DROITS DES FEMMES: Loin du compte

Le Conseil national des femmes du Luxembourg est revenu sur un grand nombre de chantiers destinés à améliorer la condition féminine. Et accuse les ratés et les retards.

C’est ce qu’on appelle du travail de presse : un beau classeur distribué aux journalistes, compartimentant proprement les divers sujets abordés, y compris des détails qui n’ont pas pu être évoqués lors de la prise de parole en conférence. Un travail utile au vu du nombre de sujets mentionnés lors de la conférence de presse du Conseil national des femmes du Luxembourg (CNFL). En substance, le CNFL a établi la liste des thématiques en suspens, des réformes législatives promises de longue date, mais qui ne font qu’empoussiérer les tiroirs ministériels, sans oublier les ratés et les occasions manquées.

Une de ces occasions est par exemple l’éternelle revendication de l’individualisation des droits à la pension, qui introduirait une obligation de cotisation pendant les phases d’interruption de travail. Un système qui concerne tout particulièrement les femmes, puisque ce sont elles qui interrompent le plus souvent, et sur la longue durée, leur carrière professionnelle. Ce qui, en cas de séparation d’avec le conjoint, peut les conduire dans une situation de dénuement à l’âge de la retraite. Un système qui aurait pourtant pu être introduit lors de la récente réforme des retraites. Ce à quoi, selon le CNFL, rien ne s’opposait d’ailleurs : « Lors de nos entrevues avec le ministre de la Sécurité sociale, tout le monde était d’accord, tout baignait dans l’huile », précise sa présidente, Monique Laroche-Reeff. Et puis, plus rien. La réforme est passée, les salariés devront travailler plus longtemps pour obtenirla même pension, mais la situation précaire des femmes n’aura pas été améliorée.

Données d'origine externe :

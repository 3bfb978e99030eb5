use crate::config::{BOARD_SLOTS, LEADER_SLOT};
use crate::error::{ErrorSeverity, GameError};

use super::unit::{Unit, UnitId, UnitKind};

/// Errors raised while building a team or moving creatures between board and reserve.
#[derive(Clone, Debug, PartialEq, Eq, thiserror::Error)]
pub enum TeamError {
    #[error("{name} is not a leader")]
    NotALeader { name: String },

    #[error("{name} is not a creature")]
    NotACreature { name: String },

    #[error("roster holds {count} creatures, more than a team can index")]
    RosterTooLarge { count: usize },

    #[error("board slot {slot} is not a creature slot")]
    InvalidSlot { slot: usize },

    #[error("unit {unit} does not belong to this team")]
    UnknownUnit { unit: UnitId },

    #[error("unit {unit} is not in reserve")]
    NotInReserve { unit: UnitId },

    #[error("unit {unit} is not on the board")]
    NotOnBoard { unit: UnitId },
}

impl GameError for TeamError {
    fn severity(&self) -> ErrorSeverity {
        match self {
            Self::NotALeader { .. } | Self::NotACreature { .. } | Self::RosterTooLarge { .. } => {
                ErrorSeverity::Fatal
            }
            _ => ErrorSeverity::Validation,
        }
    }

    fn error_code(&self) -> &'static str {
        match self {
            Self::NotALeader { .. } => "TEAM_NOT_A_LEADER",
            Self::NotACreature { .. } => "TEAM_NOT_A_CREATURE",
            Self::RosterTooLarge { .. } => "TEAM_ROSTER_TOO_LARGE",
            Self::InvalidSlot { .. } => "TEAM_INVALID_SLOT",
            Self::UnknownUnit { .. } => "TEAM_UNKNOWN_UNIT",
            Self::NotInReserve { .. } => "TEAM_NOT_IN_RESERVE",
            Self::NotOnBoard { .. } => "TEAM_NOT_ON_BOARD",
        }
    }
}

/// One side's roster and its placement.
///
/// The team is the single source of truth for where each creature is: either
/// on a board slot or in the reserve list, never both.
#[derive(Clone, Debug, PartialEq, Eq)]
pub struct Team {
    player: String,
    units: Vec<Unit>,
    board: [Option<UnitId>; BOARD_SLOTS],
    reserve: Vec<UnitId>,
    skill_uses: u32,
}

impl Team {
    /// Builds a team with the leader on its slot and every creature in reserve.
    ///
    /// Call [`Team::deploy`] to fill the board.
    pub fn new(player: impl Into<String>, leader: Unit, creatures: Vec<Unit>) -> Result<Self, TeamError> {
        if leader.kind() != UnitKind::Leader {
            return Err(TeamError::NotALeader {
                name: leader.name().to_owned(),
            });
        }
        if let Some(stray) = creatures.iter().find(|unit| unit.kind() != UnitKind::Creature) {
            return Err(TeamError::NotACreature {
                name: stray.name().to_owned(),
            });
        }
        if creatures.len() >= u8::MAX as usize {
            return Err(TeamError::RosterTooLarge {
                count: creatures.len(),
            });
        }

        let reserve = (1..=creatures.len()).map(|index| UnitId(index as u8)).collect();
        let mut units = Vec::with_capacity(creatures.len() + 1);
        units.push(leader);
        units.extend(creatures);

        let mut board = [None; BOARD_SLOTS];
        board[LEADER_SLOT] = Some(UnitId::LEADER);

        Ok(Self {
            player: player.into(),
            units,
            board,
            reserve,
            skill_uses: 0,
        })
    }

    /// Resets placement: leader on slot 0, the first creatures in roster
    /// order on slots 1..=3, everything else in reserve.
    pub fn deploy(&mut self) {
        self.board = [None; BOARD_SLOTS];
        self.board[LEADER_SLOT] = Some(UnitId::LEADER);
        self.reserve.clear();

        let mut slots = (0..BOARD_SLOTS).filter(|&slot| slot != LEADER_SLOT);
        for id in self.creature_ids() {
            match slots.next() {
                Some(slot) => self.board[slot] = Some(id),
                None => self.reserve.push(id),
            }
        }
    }

    // ========================================================================
    // Roster access
    // ========================================================================

    pub fn player(&self) -> &str {
        &self.player
    }

    pub fn leader(&self) -> &Unit {
        &self.units[UnitId::LEADER.index()]
    }

    pub fn unit(&self, id: UnitId) -> Option<&Unit> {
        self.units.get(id.index())
    }

    pub fn unit_mut(&mut self, id: UnitId) -> Option<&mut Unit> {
        self.units.get_mut(id.index())
    }

    /// Every unit with its id, leader first.
    pub fn units(&self) -> impl Iterator<Item = (UnitId, &Unit)> {
        self.units
            .iter()
            .enumerate()
            .map(|(index, unit)| (UnitId(index as u8), unit))
    }

    pub fn creature_ids(&self) -> impl Iterator<Item = UnitId> + use<> {
        (1..self.units.len()).map(|index| UnitId(index as u8))
    }

    pub fn find_by_name(&self, name: &str) -> Option<UnitId> {
        self.units()
            .find(|(_, unit)| unit.name() == name)
            .map(|(id, _)| id)
    }

    // ========================================================================
    // Placement
    // ========================================================================

    pub fn board(&self) -> &[Option<UnitId>; BOARD_SLOTS] {
        &self.board
    }

    pub fn occupant(&self, slot: usize) -> Option<UnitId> {
        self.board.get(slot).copied().flatten()
    }

    pub fn slot_of(&self, id: UnitId) -> Option<usize> {
        self.board.iter().position(|entry| *entry == Some(id))
    }

    pub fn is_on_board(&self, id: UnitId) -> bool {
        self.slot_of(id).is_some()
    }

    pub fn reserve(&self) -> &[UnitId] {
        &self.reserve
    }

    pub fn in_reserve(&self, id: UnitId) -> bool {
        self.reserve.contains(&id)
    }

    /// Occupied board slots in slot order.
    pub fn on_board(&self) -> impl Iterator<Item = (usize, UnitId)> + '_ {
        self.board
            .iter()
            .enumerate()
            .filter_map(|(slot, entry)| entry.map(|id| (slot, id)))
    }

    /// Living units on the board in slot order.
    pub fn alive_on_board(&self) -> impl Iterator<Item = (usize, UnitId)> + '_ {
        self.on_board()
            .filter(|(_, id)| self.unit(*id).is_some_and(Unit::is_alive))
    }

    pub fn alive_on_board_count(&self) -> usize {
        self.alive_on_board().count()
    }

    pub fn has_alive_on_board(&self) -> bool {
        self.alive_on_board().next().is_some()
    }

    /// Creature slots (1..=3) with no occupant.
    pub fn empty_slots(&self) -> impl Iterator<Item = usize> + '_ {
        (0..BOARD_SLOTS).filter(|&slot| slot != LEADER_SLOT && self.board[slot].is_none())
    }

    /// Moves every fallen creature on the board into reserve.
    ///
    /// Returns the evicted ids in slot order. The leader never leaves its slot.
    pub fn evict_fallen(&mut self) -> Vec<UnitId> {
        let mut evicted = Vec::new();
        for slot in 0..BOARD_SLOTS {
            let Some(id) = self.board[slot] else { continue };
            if id.is_leader() || self.unit(id).is_some_and(Unit::is_alive) {
                continue;
            }
            self.board[slot] = None;
            self.reserve.push(id);
            evicted.push(id);
        }
        evicted
    }

    /// Checks that `creature` could be placed on `slot` without mutating anything.
    pub fn check_placement(&self, slot: usize, creature: UnitId) -> Result<(), TeamError> {
        if slot == LEADER_SLOT || slot >= BOARD_SLOTS {
            return Err(TeamError::InvalidSlot { slot });
        }
        self.check_in_reserve(creature)
    }

    /// Puts a reserve creature on `slot`. An existing occupant goes to the back
    /// of the reserve and is returned.
    pub fn place(&mut self, slot: usize, creature: UnitId) -> Result<Option<UnitId>, TeamError> {
        self.check_placement(slot, creature)?;

        self.reserve.retain(|id| *id != creature);
        let displaced = self.board[slot].replace(creature);
        if let Some(previous) = displaced {
            self.reserve.push(previous);
        }
        Ok(displaced)
    }

    /// Swaps an on-board creature for a reserve creature, returning the shared slot.
    pub fn swap_out(&mut self, summoner: UnitId, creature: UnitId) -> Result<usize, TeamError> {
        let slot = self
            .slot_of(summoner)
            .ok_or(TeamError::NotOnBoard { unit: summoner })?;
        self.place(slot, creature)?;
        Ok(slot)
    }

    fn check_in_reserve(&self, creature: UnitId) -> Result<(), TeamError> {
        if self.unit(creature).is_none() {
            return Err(TeamError::UnknownUnit { unit: creature });
        }
        if !self.in_reserve(creature) {
            return Err(TeamError::NotInReserve { unit: creature });
        }
        Ok(())
    }

    // ========================================================================
    // Skill usage
    // ========================================================================

    /// Skills executed by this team so far; drives multi-hit cycling.
    pub fn skill_uses(&self) -> u32 {
        self.skill_uses
    }

    pub fn record_skill_use(&mut self) {
        self.skill_uses = self.skill_uses.saturating_add(1);
    }
}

Charles Pasqua avait coutume de dire que « les promesses n’engagent que ceux qui y croient ». Le CNFL a donc tout intérêt à rester prudent concernant ses revendications au sujet de la nouvelle loi sur la violence domestique, que les fractions gouvernementales que sont le CSV et le LSAP lui ont promis de prendre en compte.

Il y a aussi des ratés : le CNFL n’a pas omis de revenir sur la nouvelle loi concernant l’avortement. Si toutes les organisations qui composent le CNFL ne partagent pas la même opinion de principe sur la question, il se félicite tout de même que la nouvelle loi apporte des « précisions » qui faisaient défaut dans l’ancienne. Et, à titre personnel, la présidente sortante (issue des Femmes libérales) regrette toujours le caractère obligatoire de la deuxième consultation.

« Les promesses n’engagent que ceux qui y croient »

S’il y a toutefois un sujet sur lequel il semble y avoir unanimité, c’est la question de la prostitution. Le sujet n’est pas moins délicat que celui de l’avortement, car il pose non seulement les questions de la liberté de disposer de son corps, mais aussi de l’exploitation de ce dernier. Et c’est précisément ce point qui a amené le CFNL à s’engager sur la voie « abolitionniste », celle du « modèle suédois », c’est-à-dire de la pénalisation du client (voire de la cliente). Quelle que soit l’opinion que l’on ait sur ce point, il est toutefois regrettable que l’on ne connaisse pas l’opinion des principales intéressées (puisqu’il s’agit tout de même majoritairement de femmes), ce qui est notamment dû à l’absence au Luxembourg d’une organisation de défense des travailleuses et travailleurs du sexe. Les meilleures intentions du monde souffriront toujours des réflexes de substitution.

Par contre, l’on ne peut reprocher au CNFL de se limiter à un « féminisme bourgeois » qui se cantonnerait à revendiquer des quotas dans les conseils d’administration. Certes, l’on pourrait avancer la critique que le CNFL, en portant cette revendication, se berce dans l’illusion qu’une « décideuse » se montrerait a priori plus sensible à la condition de la travailleuse en raison de son sexe. Mais il propose en contrepartie des réformes dans la législation des relations collectives de travail, développant tout un arsenal dédié à l’amélioration de la condition des femmes salariées. Pourtant, il ne met pas assez en avant ces prises de position bien plus fondamentales. C’est dommage, car avec l’aggravation des conditions de travail, ce sont les femmes qui paient le gros de la note.